The reflector 40 is connected to the output of the 1 xn splitter 20 to which the fiber grating sensor 30 is not connected. The reflector 40 is used to reflect a stable reflected optical signal, such as a stable reflected optical power. The reflector 40 may be a faraday rotator mirror or the like. Since the reflector 40 is not affected by the same factors such as stress and temperature as the fiber grating sensor 30, the wavelength and power of light returned by the reflector 40 are not changed under normal conditions such as artificial bending. The processing circuit 50 is connected to the 1 × N splitter 20. The processing circuit 50 is used for processing the optical signals reflected by the fiber grating sensor 30 and the reflector 40, and further analyzing whether the detection by the reflector 40 and the fiber grating sensor 30 is accurate. For example, when the processing circuit 50 analyzes and finds that the optical signal reflected by the reflector 40 is severely attenuated, it can be determined that the external interference such as man-made interference occurs.

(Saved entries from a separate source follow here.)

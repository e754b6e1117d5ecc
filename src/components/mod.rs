//! Reusable UI component modules.
//!
//! SYSTEM CONTEXT
//! ==============
//! Components render page chrome and lesson presentation while reading shared
//! state from Leptos context providers.

pub mod app_layout;
pub mod lesson_card;
pub mod metric_card;
pub mod notice;
pub mod version_card;
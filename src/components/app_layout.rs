//! Chrome shared by every signed-in page: navigation, user name, logout.

#[cfg(test)]
#[path = "app_layout_test.rs"]
mod app_layout_test;

use leptos::prelude::*;
use leptos_router::NavigateOptions;
use leptos_router::hooks::{use_location, use_navigate};

use crate::hooks::session::use_auth;
use crate::util::auth::LOGIN_PATH;

/// Primary navigation entries.
pub const NAV_LINKS: [(&str, &str); 3] = [("/dashboard", "Dashboard"), ("/lessons", "Lessons"), ("/profile", "Profile")];

/// A nav link is active for its own path and anything below it.
pub fn nav_link_active(pathname: &str, href: &str) -> bool {
    pathname == href || pathname.strip_prefix(href).is_some_and(|rest| rest.starts_with('/'))
}

#[component]
pub fn AppLayout(children: Children) -> impl IntoView {
    let auth = use_auth();
    let pathname = use_location().pathname;
    let navigate = use_navigate();
    let signing_out = RwSignal::new(false);

    let user_label = move || {
        auth.state()
            .get()
            .user
            .map(|u| u.display_name().to_owned())
            .unwrap_or_default()
    };

    let on_logout = move |_| {
        if signing_out.get() {
            return;
        }
        signing_out.set(true);
        let navigate = navigate.clone();
        leptos::task::spawn_local(async move {
            match auth.logout().await {
                Ok(()) => navigate(
                    LOGIN_PATH,
                    NavigateOptions {
                        replace: true,
                        ..NavigateOptions::default()
                    },
                ),
                Err(e) => leptos::logging::error!("logout failed: {e}"),
            }
            signing_out.set(false);
        });
    };

    view! {
        <div class="app-layout">
            <header class="app-layout__header">
                <span class="app-layout__brand">"LessonGen"</span>
                <nav class="app-layout__nav">
                    {NAV_LINKS
                        .into_iter()
                        .map(|(href, label)| {
                            let active = move || pathname.with(|p| nav_link_active(p, href));
                            view! {
                                <a href=href class="nav-link" class:nav-link--active=active>
                                    {label}
                                </a>
                            }
                        })
                        .collect_view()}
                </nav>
                <span class="app-layout__user">{user_label}</span>
                <button
                    type="button"
                    class="app-layout__logout"
                    disabled=move || signing_out.get()
                    on:click=on_logout
                >
                    "Log out"
                </button>
            </header>
            <main class="app-layout__main">{children()}</main>
        </div>
    }
}
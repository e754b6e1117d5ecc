//! Profile form state.

#[cfg(test)]
#[path = "profile_test.rs"]
mod profile_test;

use crate::net::types::{UpdateProfilePayload, User};
use crate::state::lessons::split_tags;

pub const PROFILE_SAVED: &str = "Profile updated successfully.";
pub const PROFILE_ERROR: &str = "Failed to update your profile. Please try again.";
pub const DEFAULT_LOCALE: &str = "en-US";

/// Comma-separated input → trimmed, non-empty entries.
pub fn parse_list(raw: &str) -> Vec<String> {
    split_tags(raw)
}

/// Inverse of [`parse_list`] for pre-filling inputs.
pub fn to_input_string(values: &[String]) -> String {
    values.join(", ")
}

/// Editable profile fields, pre-filled from the session user.
#[derive(Clone, Debug, Default, PartialEq, Eq)]
pub struct ProfileForm {
    pub full_name: String,
    pub subjects: String,
    pub grades: String,
}

impl ProfileForm {
    pub fn from_user(user: Option<&User>) -> Self {
        user.map_or_else(Self::default, |u| Self {
            full_name: u.full_name.clone().unwrap_or_default(),
            subjects: to_input_string(&u.preferred_subjects),
            grades: to_input_string(&u.preferred_grade_levels),
        })
    }

    /// `full_name` is sent as `null` when blank; the locale is carried over.
    pub fn to_payload(&self, user: Option<&User>) -> UpdateProfilePayload {
        let full_name = self.full_name.trim();
        UpdateProfilePayload {
            full_name: (!full_name.is_empty()).then(|| full_name.to_owned()),
            preferred_subjects: parse_list(&self.subjects),
            preferred_grade_levels: parse_list(&self.grades),
            locale: Some(user_locale(user).to_owned()),
        }
    }
}

pub fn user_locale(user: Option<&User>) -> &str {
    match user.map(|u| u.locale.trim()) {
        Some(locale) if !locale.is_empty() => locale,
        _ => DEFAULT_LOCALE,
    }
}
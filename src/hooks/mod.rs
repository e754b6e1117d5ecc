//! Data hooks: cache keys, staleness and invalidation rules per resource.
//!
//! SYSTEM CONTEXT
//! ==============
//! Pages never touch the cache directly. Reads come from the `use_*` hooks and
//! writes go through the mutation functions, which own the invalidation rules.

pub mod analytics;
pub mod classroom;
pub mod lessons;
pub mod profile;
pub mod query;
pub mod session;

It is understood that the 1 × N splitter 20 splits the optical signal into N channels, the fiber grating sensor 30 is connected to the device to be monitored through the optical fiber corresponding to the corresponding channels, and the reflector 40 is disposed at the end, so that the optical signals of the fiber grating sensor 30 and the reflector 40 can be reflected simultaneously and will be returned to the processing circuit 50, and the processing circuit 50 correspondingly analyzes the information reflected by the fiber grating sensor 30 and the reflector 40 respectively. Since the fiber grating sensor 30 can detect the interference of temperature and stress, etc., and the reflector 40 is not interfered by temperature and stress, the reflector 40 only generates loss under the interference of external factors such as human beings, etc., so that the loss of light generated by external factors such as human beings and the loss of light reflected by the fiber grating sensor 30 can be distinguished.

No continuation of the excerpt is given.